BEGIN

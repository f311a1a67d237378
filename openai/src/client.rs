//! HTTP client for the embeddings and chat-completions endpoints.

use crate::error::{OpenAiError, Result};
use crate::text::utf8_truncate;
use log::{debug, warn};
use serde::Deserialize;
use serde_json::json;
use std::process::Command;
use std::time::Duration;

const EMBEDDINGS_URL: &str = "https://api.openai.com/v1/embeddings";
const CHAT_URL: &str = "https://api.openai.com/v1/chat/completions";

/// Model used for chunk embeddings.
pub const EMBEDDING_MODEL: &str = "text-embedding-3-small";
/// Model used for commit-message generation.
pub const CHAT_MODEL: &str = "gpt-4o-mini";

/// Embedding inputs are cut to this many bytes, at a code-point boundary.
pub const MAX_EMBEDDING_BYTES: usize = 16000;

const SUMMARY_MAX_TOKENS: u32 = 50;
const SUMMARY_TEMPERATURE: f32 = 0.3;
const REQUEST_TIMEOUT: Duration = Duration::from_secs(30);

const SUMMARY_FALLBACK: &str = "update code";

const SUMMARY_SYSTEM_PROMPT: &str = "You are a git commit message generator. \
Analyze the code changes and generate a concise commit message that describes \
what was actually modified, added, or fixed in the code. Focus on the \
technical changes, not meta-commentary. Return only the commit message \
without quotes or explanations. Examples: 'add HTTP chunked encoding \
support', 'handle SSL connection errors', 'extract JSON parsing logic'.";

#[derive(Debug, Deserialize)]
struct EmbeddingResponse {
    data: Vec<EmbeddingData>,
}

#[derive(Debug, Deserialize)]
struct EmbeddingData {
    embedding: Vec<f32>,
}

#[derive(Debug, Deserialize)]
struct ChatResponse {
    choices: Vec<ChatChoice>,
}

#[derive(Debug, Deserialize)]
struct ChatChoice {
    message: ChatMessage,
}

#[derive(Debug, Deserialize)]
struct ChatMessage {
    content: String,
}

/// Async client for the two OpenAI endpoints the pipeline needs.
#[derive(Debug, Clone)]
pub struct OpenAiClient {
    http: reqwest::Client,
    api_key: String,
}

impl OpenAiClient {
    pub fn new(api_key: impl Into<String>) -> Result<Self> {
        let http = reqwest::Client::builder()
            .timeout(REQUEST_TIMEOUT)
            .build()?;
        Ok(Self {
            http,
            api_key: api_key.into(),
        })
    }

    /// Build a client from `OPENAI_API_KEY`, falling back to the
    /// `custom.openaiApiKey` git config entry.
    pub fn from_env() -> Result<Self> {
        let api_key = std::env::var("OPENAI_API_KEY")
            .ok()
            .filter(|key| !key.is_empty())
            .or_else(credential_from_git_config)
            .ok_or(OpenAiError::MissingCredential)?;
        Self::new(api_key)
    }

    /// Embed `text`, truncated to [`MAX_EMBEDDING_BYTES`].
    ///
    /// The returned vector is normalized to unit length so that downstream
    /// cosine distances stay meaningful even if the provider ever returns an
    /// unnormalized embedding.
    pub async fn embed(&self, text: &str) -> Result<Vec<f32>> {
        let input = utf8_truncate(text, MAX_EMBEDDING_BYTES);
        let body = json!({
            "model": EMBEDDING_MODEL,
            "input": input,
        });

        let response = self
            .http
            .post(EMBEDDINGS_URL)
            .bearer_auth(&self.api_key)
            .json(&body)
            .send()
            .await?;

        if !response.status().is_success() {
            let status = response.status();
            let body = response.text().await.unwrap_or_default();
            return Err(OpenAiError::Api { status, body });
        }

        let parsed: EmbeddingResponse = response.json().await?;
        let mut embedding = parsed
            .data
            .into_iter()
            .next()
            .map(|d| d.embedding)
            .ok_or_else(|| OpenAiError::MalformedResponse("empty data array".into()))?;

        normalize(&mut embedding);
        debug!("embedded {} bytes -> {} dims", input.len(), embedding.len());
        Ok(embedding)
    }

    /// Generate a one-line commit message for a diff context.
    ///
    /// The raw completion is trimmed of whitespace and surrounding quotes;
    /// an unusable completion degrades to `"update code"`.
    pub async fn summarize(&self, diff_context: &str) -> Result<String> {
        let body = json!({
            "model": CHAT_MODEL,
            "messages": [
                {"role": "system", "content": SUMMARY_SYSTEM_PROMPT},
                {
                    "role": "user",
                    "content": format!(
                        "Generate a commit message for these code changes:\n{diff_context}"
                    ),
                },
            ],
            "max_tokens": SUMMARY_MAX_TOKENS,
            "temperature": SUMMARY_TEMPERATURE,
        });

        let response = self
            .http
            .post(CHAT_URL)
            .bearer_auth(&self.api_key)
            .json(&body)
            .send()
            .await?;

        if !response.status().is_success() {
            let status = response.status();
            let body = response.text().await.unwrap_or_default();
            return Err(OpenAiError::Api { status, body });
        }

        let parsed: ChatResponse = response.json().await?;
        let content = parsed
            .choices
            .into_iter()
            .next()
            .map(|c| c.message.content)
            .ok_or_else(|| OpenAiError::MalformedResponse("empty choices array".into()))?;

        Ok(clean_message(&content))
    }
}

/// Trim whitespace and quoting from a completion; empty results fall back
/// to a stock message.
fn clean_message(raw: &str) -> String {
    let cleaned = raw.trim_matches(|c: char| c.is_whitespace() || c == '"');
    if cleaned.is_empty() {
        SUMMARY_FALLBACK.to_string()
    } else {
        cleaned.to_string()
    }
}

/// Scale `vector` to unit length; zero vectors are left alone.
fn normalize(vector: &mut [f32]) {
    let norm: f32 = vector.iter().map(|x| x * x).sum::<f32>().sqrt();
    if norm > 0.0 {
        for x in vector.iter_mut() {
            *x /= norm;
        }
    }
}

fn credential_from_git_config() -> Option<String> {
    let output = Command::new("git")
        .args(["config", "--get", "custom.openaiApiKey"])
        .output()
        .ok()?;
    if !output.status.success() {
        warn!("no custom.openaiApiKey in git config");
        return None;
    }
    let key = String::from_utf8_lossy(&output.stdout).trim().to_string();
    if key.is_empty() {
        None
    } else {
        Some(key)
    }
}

END
BEGIN

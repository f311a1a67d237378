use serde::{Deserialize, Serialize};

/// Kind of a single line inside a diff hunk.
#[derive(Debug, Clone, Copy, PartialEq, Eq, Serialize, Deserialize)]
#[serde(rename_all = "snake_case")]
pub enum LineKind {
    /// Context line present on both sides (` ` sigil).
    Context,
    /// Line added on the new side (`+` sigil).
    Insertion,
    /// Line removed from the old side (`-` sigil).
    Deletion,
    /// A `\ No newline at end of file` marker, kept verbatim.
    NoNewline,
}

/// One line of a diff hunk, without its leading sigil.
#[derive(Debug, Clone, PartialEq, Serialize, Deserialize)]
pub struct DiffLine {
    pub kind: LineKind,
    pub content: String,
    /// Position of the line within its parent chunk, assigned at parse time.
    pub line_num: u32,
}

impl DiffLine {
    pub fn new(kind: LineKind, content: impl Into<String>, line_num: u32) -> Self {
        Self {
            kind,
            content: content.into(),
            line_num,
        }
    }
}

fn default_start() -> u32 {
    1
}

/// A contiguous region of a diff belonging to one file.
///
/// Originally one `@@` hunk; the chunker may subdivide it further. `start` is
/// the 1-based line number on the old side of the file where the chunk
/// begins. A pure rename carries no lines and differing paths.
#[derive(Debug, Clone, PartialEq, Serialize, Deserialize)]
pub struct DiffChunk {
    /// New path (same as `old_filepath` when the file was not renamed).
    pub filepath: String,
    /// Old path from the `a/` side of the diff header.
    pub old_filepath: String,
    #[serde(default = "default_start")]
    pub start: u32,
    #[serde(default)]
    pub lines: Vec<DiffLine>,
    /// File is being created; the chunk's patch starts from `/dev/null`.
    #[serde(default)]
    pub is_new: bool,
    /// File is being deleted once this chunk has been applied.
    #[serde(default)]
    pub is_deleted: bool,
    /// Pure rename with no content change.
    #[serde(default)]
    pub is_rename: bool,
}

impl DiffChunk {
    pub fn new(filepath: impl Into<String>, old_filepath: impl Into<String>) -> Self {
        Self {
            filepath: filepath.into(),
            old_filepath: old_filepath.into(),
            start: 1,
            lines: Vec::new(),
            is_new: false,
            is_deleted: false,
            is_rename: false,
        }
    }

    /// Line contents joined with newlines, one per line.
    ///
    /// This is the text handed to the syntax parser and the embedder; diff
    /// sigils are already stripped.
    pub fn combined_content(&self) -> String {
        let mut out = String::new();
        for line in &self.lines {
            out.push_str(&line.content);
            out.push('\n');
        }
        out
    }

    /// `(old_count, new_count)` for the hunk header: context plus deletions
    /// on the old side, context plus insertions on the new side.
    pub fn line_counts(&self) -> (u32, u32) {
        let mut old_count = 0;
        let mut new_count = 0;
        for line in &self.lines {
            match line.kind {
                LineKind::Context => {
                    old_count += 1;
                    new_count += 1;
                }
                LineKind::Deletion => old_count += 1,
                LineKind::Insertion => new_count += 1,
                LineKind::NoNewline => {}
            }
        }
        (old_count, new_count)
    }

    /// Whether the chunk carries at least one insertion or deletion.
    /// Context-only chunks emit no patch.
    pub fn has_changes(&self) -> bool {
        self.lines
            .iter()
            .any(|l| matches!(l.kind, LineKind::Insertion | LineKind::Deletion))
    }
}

END
BEGIN

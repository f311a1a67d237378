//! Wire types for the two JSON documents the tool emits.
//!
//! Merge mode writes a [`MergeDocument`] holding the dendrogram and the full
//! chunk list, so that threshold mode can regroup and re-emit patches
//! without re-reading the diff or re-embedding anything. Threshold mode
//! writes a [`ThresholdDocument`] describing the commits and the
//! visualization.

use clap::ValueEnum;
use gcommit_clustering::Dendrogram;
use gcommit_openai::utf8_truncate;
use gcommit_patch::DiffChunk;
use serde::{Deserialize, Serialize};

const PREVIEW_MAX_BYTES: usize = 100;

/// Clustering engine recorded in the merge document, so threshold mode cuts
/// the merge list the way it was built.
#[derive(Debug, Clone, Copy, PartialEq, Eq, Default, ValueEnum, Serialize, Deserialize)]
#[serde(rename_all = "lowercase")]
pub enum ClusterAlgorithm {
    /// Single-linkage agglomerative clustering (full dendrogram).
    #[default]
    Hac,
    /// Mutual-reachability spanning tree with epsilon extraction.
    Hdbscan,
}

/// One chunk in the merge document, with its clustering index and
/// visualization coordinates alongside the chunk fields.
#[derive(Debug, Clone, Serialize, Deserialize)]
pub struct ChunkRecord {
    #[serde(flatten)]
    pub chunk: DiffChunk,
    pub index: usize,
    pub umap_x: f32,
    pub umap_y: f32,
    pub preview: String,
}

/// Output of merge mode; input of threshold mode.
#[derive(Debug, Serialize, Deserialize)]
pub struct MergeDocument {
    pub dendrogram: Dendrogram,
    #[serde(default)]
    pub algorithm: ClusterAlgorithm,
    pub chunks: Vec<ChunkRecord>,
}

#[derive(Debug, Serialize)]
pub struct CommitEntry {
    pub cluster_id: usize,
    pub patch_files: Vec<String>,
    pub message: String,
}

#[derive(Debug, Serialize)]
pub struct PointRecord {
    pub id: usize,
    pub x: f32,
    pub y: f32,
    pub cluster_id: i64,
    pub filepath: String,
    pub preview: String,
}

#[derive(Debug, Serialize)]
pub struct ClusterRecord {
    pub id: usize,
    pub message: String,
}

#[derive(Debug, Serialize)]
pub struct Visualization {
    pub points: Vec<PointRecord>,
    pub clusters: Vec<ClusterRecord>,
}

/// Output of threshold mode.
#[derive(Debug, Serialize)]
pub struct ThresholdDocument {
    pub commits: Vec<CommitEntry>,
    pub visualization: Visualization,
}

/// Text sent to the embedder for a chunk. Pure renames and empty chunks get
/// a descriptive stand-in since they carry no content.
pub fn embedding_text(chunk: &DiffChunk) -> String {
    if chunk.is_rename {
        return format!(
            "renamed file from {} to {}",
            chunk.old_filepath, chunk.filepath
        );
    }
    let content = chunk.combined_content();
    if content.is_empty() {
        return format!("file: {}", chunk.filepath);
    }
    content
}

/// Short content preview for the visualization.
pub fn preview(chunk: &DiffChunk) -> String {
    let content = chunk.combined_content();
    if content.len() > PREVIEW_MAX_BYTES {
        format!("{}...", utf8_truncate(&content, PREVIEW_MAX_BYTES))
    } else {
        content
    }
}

END

## TASK INSTRUCTIONS
Each line in the data above either holds "endpoints" or does not. State how many do, as a bare number.

## WRITTEN ANSWER
2